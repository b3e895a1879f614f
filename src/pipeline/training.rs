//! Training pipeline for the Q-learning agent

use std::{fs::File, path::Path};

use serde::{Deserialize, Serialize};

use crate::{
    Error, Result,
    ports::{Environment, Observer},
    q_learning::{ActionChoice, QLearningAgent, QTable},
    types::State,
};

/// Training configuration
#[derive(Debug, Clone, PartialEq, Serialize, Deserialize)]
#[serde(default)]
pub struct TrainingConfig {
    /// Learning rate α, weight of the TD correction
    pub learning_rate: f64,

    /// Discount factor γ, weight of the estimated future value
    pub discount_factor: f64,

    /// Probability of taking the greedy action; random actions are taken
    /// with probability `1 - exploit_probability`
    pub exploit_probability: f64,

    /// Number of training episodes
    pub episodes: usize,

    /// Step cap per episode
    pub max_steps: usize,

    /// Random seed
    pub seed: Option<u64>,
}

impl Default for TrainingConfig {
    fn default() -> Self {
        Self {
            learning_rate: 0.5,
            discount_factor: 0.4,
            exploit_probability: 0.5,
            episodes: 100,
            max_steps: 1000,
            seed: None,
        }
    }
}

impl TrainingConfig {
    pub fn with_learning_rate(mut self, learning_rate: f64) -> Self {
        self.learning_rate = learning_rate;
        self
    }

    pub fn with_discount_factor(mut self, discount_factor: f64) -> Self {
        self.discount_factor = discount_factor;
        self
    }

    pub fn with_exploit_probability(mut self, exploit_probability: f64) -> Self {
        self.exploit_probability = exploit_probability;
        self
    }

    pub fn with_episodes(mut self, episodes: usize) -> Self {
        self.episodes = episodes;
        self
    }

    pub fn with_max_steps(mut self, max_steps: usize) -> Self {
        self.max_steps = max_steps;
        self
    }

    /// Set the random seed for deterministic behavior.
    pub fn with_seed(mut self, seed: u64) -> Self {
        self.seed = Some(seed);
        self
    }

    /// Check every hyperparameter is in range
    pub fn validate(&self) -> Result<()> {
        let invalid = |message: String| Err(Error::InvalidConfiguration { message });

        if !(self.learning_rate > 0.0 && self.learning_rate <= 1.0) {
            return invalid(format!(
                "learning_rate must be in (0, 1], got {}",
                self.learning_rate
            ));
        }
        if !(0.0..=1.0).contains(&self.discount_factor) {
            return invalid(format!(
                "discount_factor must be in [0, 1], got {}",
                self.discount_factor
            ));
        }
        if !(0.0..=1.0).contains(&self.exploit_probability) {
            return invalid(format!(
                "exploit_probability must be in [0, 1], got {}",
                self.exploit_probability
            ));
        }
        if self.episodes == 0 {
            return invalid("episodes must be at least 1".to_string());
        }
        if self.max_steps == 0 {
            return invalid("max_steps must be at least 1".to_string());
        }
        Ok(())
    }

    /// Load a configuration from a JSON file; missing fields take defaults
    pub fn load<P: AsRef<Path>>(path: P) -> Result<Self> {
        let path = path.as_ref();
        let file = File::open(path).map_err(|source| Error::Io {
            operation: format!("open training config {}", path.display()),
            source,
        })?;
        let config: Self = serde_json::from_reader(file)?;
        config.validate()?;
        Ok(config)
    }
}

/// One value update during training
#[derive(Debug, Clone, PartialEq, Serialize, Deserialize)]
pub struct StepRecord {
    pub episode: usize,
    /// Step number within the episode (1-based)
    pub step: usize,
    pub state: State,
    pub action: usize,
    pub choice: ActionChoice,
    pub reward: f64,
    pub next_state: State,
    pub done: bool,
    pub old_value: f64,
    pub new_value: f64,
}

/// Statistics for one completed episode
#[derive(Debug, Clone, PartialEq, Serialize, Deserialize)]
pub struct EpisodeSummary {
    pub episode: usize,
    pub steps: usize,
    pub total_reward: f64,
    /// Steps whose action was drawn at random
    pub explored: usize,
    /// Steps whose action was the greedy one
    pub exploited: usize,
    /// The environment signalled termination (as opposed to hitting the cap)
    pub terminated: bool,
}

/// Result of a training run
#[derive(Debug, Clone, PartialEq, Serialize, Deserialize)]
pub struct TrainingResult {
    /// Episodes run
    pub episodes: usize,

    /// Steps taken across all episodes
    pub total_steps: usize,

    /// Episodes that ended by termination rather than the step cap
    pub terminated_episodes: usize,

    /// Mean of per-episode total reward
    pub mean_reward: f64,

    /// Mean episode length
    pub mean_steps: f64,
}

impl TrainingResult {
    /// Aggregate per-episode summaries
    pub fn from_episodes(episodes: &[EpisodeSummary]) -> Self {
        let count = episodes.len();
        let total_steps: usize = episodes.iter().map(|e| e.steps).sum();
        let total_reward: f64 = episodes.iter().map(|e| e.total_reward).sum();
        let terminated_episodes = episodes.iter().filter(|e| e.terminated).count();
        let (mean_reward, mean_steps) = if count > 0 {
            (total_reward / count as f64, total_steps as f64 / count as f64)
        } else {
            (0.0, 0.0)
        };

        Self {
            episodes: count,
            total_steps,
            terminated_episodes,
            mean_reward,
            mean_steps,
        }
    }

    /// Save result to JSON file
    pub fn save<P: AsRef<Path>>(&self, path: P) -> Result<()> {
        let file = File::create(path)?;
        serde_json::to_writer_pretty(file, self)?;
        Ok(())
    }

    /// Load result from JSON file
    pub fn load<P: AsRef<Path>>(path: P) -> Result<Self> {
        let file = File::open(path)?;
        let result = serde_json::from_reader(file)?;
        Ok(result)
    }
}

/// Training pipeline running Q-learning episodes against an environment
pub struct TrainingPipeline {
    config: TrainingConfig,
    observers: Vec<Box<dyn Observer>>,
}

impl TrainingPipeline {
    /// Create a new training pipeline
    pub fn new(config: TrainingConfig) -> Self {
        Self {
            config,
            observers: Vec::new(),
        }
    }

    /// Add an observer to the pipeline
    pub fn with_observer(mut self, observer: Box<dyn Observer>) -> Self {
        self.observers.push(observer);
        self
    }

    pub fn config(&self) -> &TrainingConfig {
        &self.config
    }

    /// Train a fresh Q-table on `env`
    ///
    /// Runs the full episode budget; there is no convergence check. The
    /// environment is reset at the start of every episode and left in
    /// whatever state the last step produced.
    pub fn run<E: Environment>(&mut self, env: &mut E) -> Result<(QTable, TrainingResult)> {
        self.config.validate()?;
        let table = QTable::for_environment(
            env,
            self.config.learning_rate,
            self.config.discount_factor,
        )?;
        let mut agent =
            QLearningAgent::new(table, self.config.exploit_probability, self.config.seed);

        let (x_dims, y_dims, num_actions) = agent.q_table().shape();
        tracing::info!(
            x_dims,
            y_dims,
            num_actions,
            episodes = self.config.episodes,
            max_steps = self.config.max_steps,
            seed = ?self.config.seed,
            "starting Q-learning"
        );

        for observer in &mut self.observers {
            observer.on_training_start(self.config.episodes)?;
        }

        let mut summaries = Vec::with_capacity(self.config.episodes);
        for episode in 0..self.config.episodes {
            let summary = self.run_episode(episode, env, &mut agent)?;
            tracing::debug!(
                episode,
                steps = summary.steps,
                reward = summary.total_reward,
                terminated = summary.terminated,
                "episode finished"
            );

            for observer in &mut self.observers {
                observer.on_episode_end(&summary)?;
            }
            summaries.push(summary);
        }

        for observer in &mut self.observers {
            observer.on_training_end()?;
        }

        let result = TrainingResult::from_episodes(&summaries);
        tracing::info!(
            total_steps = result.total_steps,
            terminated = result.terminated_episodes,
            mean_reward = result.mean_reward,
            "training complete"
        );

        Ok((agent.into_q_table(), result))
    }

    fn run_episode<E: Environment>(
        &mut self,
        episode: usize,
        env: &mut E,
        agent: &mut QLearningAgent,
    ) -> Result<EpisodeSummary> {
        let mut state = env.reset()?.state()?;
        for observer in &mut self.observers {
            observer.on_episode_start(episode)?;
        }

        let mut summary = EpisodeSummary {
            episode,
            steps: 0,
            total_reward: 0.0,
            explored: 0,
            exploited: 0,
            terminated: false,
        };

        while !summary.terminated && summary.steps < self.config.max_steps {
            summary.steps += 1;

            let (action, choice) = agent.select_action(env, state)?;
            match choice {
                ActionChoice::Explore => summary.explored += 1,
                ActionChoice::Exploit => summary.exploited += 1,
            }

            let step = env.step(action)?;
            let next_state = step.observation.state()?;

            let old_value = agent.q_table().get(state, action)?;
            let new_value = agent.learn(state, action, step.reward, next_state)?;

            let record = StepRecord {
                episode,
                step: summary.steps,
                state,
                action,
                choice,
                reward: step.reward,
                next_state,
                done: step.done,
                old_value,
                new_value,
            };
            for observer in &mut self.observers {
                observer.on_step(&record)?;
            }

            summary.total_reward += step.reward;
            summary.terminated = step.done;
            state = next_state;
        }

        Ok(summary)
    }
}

++++++

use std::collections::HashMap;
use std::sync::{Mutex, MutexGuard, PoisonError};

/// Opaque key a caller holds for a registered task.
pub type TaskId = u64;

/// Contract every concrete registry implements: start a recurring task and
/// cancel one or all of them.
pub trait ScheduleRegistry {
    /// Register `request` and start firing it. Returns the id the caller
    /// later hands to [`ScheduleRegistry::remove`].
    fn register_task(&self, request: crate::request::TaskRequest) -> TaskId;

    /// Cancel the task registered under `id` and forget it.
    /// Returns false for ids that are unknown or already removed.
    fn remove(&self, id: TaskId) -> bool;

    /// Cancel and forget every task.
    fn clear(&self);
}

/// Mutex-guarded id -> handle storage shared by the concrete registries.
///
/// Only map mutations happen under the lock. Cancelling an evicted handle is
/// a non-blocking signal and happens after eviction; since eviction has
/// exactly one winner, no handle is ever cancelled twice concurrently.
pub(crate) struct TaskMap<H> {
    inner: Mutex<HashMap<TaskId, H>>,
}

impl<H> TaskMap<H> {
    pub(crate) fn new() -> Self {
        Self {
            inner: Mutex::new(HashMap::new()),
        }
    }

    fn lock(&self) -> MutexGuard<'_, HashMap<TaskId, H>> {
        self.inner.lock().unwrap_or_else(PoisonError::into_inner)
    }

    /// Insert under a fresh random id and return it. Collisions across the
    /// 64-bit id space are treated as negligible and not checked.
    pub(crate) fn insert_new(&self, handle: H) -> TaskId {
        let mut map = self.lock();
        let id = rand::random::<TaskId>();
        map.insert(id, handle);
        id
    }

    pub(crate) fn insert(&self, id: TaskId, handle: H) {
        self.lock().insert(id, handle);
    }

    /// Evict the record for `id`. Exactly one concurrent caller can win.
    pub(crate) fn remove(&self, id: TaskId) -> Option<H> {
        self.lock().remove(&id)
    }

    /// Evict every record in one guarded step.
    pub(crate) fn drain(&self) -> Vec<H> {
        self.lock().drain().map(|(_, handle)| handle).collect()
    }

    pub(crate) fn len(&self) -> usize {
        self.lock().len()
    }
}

++++++

**Work task**
Pick each line holding the word "source" out of the data and copy it.

**Output of the exercise**
        let file = File::open(path).map_err(|source| Error::Io {
            source,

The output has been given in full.